The reproducible example of the BHRMA will take approximately 4 minutes to run using a standard computer with at least 8 GB of ram and a CPU with 4+ cores and 3.3+ GHz/core.

The full mixtures MWAS analysis, which included running the BHRMA individually across 23,166 metabolites in two individual cohorts, was performed on the University of Southern California Center for Advanced Research Computing's High Performance Computing Cluster, using 128 cores running in parallel (https://www.carc.usc.edu/).

This code was written with a computer running a Windows 11 operating system. This code was tested with a computer running macOS 11.

In order to run the BHRMA, users must download JAGS (just another gibbs sampler), which is available from sourceforge (https://sourceforge.net/projects/mcmc-jags/). Typical install time for JAGS on a normal desktop computer is less than 5 minutes. In addition, users must install r packages rjags, R2jags, and tidyverse (details below).

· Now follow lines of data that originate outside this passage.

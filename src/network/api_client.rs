use wasm_bindgen::prelude::*;
use wasm_bindgen::JsCast;
use wasm_bindgen_futures::JsFuture;
use web_sys::{Blob, FormData, Headers, Request, RequestInit, RequestMode, Response, Url};

use crate::models::{
    Blueprint, BlueprintRow, ChatMessage, ChatSession, DraftResponse, ExecuteResponse,
    IntentReply, WorkflowListResponse,
};

/// REST client for the co-pilot backend plus the managed-table reads.
///
/// Every method returns `Result<_, JsValue>`; callers surface failures as
/// toasts and clear their in-flight flag on both paths.
pub struct ApiClient {
    api_base: String,
    data_base: String,
}

impl ApiClient {
    pub fn new() -> Self {
        Self {
            api_base: super::get_api_base_url(),
            data_base: super::get_data_base_url(),
        }
    }

    // ---------------- Workflow lifecycle ----------------

    /// Ask the backend to draft a workflow from a natural-language prompt.
    /// The endpoint takes query parameters and an empty body.
    pub async fn generate_draft(&self, prompt: &str, user_id: &str) -> Result<DraftResponse, JsValue> {
        let url = format!(
            "{}/workflow/draft?prompt={}&user_id={}",
            self.api_base,
            encode(prompt),
            encode(user_id)
        );
        let text = Self::fetch_json(&url, "POST", None).await?;
        parse(&text)
    }

    /// Read the drafted blueprint from the managed `workflow_blueprints`
    /// table (row read by id, PostgREST style).
    pub async fn fetch_blueprint(&self, workflow_id: &str) -> Result<BlueprintRow, JsValue> {
        let url = format!(
            "{}/workflow_blueprints?id=eq.{}&select=*",
            self.data_base,
            encode(workflow_id)
        );
        let text = Self::fetch_json(&url, "GET", None).await?;
        let mut rows: Vec<BlueprintRow> = parse(&text)?;
        rows.pop()
            .ok_or_else(|| JsValue::from_str("Blueprint not found"))
    }

    pub async fn save_workflow(
        &self,
        user_id: &str,
        name: &str,
        blueprint: &Blueprint,
    ) -> Result<(), JsValue> {
        let url = format!(
            "{}/workflow/save?user_id={}&workflow_name={}",
            self.api_base,
            encode(user_id),
            encode(name)
        );
        let body = serde_json::json!({ "blueprint": blueprint });
        let body = serde_json::to_string(&body)
            .map_err(|e| JsValue::from_str(&format!("Serialization error: {}", e)))?;
        let _ = Self::fetch_json(&url, "POST", Some(&body)).await?;
        Ok(())
    }

    pub async fn list_workflows(&self, user_id: &str) -> Result<WorkflowListResponse, JsValue> {
        let url = format!("{}/workflows?user_id={}", self.api_base, encode(user_id));
        let text = Self::fetch_json(&url, "GET", None).await?;
        parse(&text)
    }

    pub async fn delete_workflow(&self, workflow_id: &str, user_id: &str) -> Result<(), JsValue> {
        let url = format!(
            "{}/workflows/{}?user_id={}",
            self.api_base,
            encode(workflow_id),
            encode(user_id)
        );
        let _ = Self::fetch_json(&url, "DELETE", None).await?;
        Ok(())
    }

    /// Kick off a run; the returned `run_id` keys the live monitor feed.
    pub async fn execute_workflow(
        &self,
        blueprint: &Blueprint,
        payload: &serde_json::Value,
    ) -> Result<ExecuteResponse, JsValue> {
        let url = format!("{}/workflow/execute", self.api_base);
        let body = serde_json::json!({ "blueprint": blueprint, "payload": payload });
        let body = serde_json::to_string(&body)
            .map_err(|e| JsValue::from_str(&format!("Serialization error: {}", e)))?;
        let text = Self::fetch_json(&url, "POST", Some(&body)).await?;
        parse(&text)
    }

    // ---------------- Chat / intent ----------------

    /// Multipart audio upload to the voice intent parser.
    #[allow(dead_code)]
    pub async fn send_voice_command(&self, form: &FormData) -> Result<IntentReply, JsValue> {
        let url = format!("{}/intent-parser", self.api_base);

        let opts = RequestInit::new();
        opts.set_method("POST");
        opts.set_mode(RequestMode::Cors);
        // No Content-Type header: the browser supplies the multipart
        // boundary itself.
        opts.set_body(form.as_ref());

        let request = Request::new_with_str_and_init(&url, &opts)?;
        let text = Self::run_request(request).await?;
        parse(&text)
    }

    pub async fn confirm_invoice(&self, invoice_id: &str) -> Result<(), JsValue> {
        let url = format!("{}/invoices/{}/confirm", self.api_base, encode(invoice_id));
        let _ = Self::fetch_json(&url, "PATCH", None).await?;
        Ok(())
    }

    pub async fn delete_invoice(&self, invoice_id: &str) -> Result<(), JsValue> {
        let url = format!("{}/invoices/{}", self.api_base, encode(invoice_id));
        let _ = Self::fetch_json(&url, "DELETE", None).await?;
        Ok(())
    }

    #[allow(dead_code)]
    pub async fn confirm_social_post(
        &self,
        session_id: &str,
        platform: &str,
        content: &str,
        image_url: Option<&str>,
    ) -> Result<(), JsValue> {
        let url = format!("{}/chat/confirm-social", self.api_base);
        let body = serde_json::json!({
            "session_id": session_id,
            "platform": platform,
            "content": content,
            "image_url": image_url,
        });
        let body = serde_json::to_string(&body)
            .map_err(|e| JsValue::from_str(&format!("Serialization error: {}", e)))?;
        let _ = Self::fetch_json(&url, "POST", Some(&body)).await?;
        Ok(())
    }

    #[allow(dead_code)]
    pub async fn reject_social_post(&self, session_id: &str) -> Result<(), JsValue> {
        let url = format!("{}/chat/reject-social", self.api_base);
        let body = serde_json::json!({ "session_id": session_id });
        let body = serde_json::to_string(&body)
            .map_err(|e| JsValue::from_str(&format!("Serialization error: {}", e)))?;
        let _ = Self::fetch_json(&url, "POST", Some(&body)).await?;
        Ok(())
    }

    // ---------------- Exports ----------------

    /// Fetch a binary export and hand it to the browser as a download.
    /// `endpoint` is a path under `/export`, e.g. "/export/inventory".
    pub async fn download_export(&self, endpoint: &str, filename: &str) -> Result<(), JsValue> {
        let url = format!("{}{}", self.api_base, endpoint);

        let opts = RequestInit::new();
        opts.set_method("GET");
        opts.set_mode(RequestMode::Cors);
        let request = Request::new_with_str_and_init(&url, &opts)?;

        let window = web_sys::window().expect("no global window exists");
        let resp_value = JsFuture::from(window.fetch_with_request(&request)).await?;
        let resp: Response = resp_value.dyn_into()?;
        if !resp.ok() {
            return Err(JsValue::from_str(&format!(
                "Export failed: {} {}",
                resp.status(),
                resp.status_text()
            )));
        }

        let blob: Blob = JsFuture::from(resp.blob()?).await?.dyn_into()?;
        let object_url = Url::create_object_url_with_blob(&blob)?;

        let document = window.document().expect("no document exists");
        let anchor: web_sys::HtmlAnchorElement =
            document.create_element("a")?.dyn_into()?;
        anchor.set_href(&object_url);
        anchor.set_download(filename);
        document.body().expect("no body").append_child(&anchor)?;
        anchor.click();
        anchor.remove();
        Url::revoke_object_url(&object_url)?;
        Ok(())
    }

    // ---------------- Omni inbox (managed-table reads) ----------------

    pub async fn fetch_inbox_sessions(&self) -> Result<Vec<ChatSession>, JsValue> {
        let url = format!("{}/chat_sessions?select=*", self.data_base);
        let text = Self::fetch_json(&url, "GET", None).await?;
        parse(&text)
    }

    pub async fn fetch_session_messages(
        &self,
        session_id: &str,
    ) -> Result<Vec<ChatMessage>, JsValue> {
        let url = format!(
            "{}/chat_messages?session_id=eq.{}&select=*&order=created_at.asc",
            self.data_base,
            encode(session_id)
        );
        let text = Self::fetch_json(&url, "GET", None).await?;
        parse(&text)
    }

    // ---------------- Plumbing ----------------

    /// Helper to make fetch requests with a JSON body/response.
    pub async fn fetch_json(url: &str, method: &str, body: Option<&str>) -> Result<String, JsValue> {
        let opts = RequestInit::new();
        opts.set_method(method);
        opts.set_mode(RequestMode::Cors);

        let headers = Headers::new()?;
        if let Some(data) = body {
            opts.set_body(&JsValue::from_str(data));
            headers.append("Content-Type", "application/json")?;
        }
        opts.set_headers(&headers);

        let request = Request::new_with_str_and_init(url, &opts)?;
        Self::run_request(request).await
    }

    async fn run_request(request: Request) -> Result<String, JsValue> {
        let window = web_sys::window().expect("no global window exists");
        let resp_value = JsFuture::from(window.fetch_with_request(&request)).await?;
        let resp: Response = resp_value.dyn_into()?;

        if !resp.ok() {
            return Err(JsValue::from_str(&format!(
                "API request failed: {} {}",
                resp.status(),
                resp.status_text()
            )));
        }

        let text = JsFuture::from(resp.text()?).await?;
        Ok(text.as_string().unwrap_or_default())
    }
}

impl Default for ApiClient {
    fn default() -> Self {
        Self::new()
    }
}

fn encode(value: &str) -> String {
    js_sys::encode_uri_component(value).into()
}

fn parse<T: serde::de::DeserializeOwned>(text: &str) -> Result<T, JsValue> {
    serde_json::from_str(text)
        .map_err(|e| JsValue::from_str(&format!("Failed to parse response: {}", e)))
}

Users should install the following packages from CRAN prior to running the BHRMA. From an R terminal:

install.packages(c('tidyverse', 'rjags', 'R2jags'))

Additional libraries used throughout this project can be installed from an R terminal using the following code:

# Packages for analysis, parralelization, and other tasks.
install.packages(c('purrr', 'broom', 'pbdMPI', 'here', 'fs',
                   'devtools', 'janitor', 'tidylog'))
                   
# Packages for data visualization                   
install.packages(c('kableExtra', 'gplots', 'cowplot', 'correlation', 'GGally', 'RColorBrewer', 'dendextend','ggrepel','colorspace','ggExtra'))

# Github package containing functions for summarizing and formatting numeric and categorical variables
devtools::install_github("JAGoodrich/jag2")

Typical install time for all R package dependencies on a normal desktop computer is less than 10 minutes.

Detailed instructions for running the BHRMA model using simulated data is provided in (./5_reproducible_example/BHRMA_g_analysis_example.R). On a normal desktop computer, the expected run time for a single model using the simulated data is approximately 3-5 minutes.

The output of this function will be a data frame named "fit" with 6 columns and 15 rows. Column headers are:

c("var.names", "Mean", "SD", "X2.5.", "X97.5.", "p.val")  

Where the mean, SD, X2.5, and X97.5 are the mean, SD, lower, and upper 95% confidence intervals for the posterior distribution of the specified model parameter.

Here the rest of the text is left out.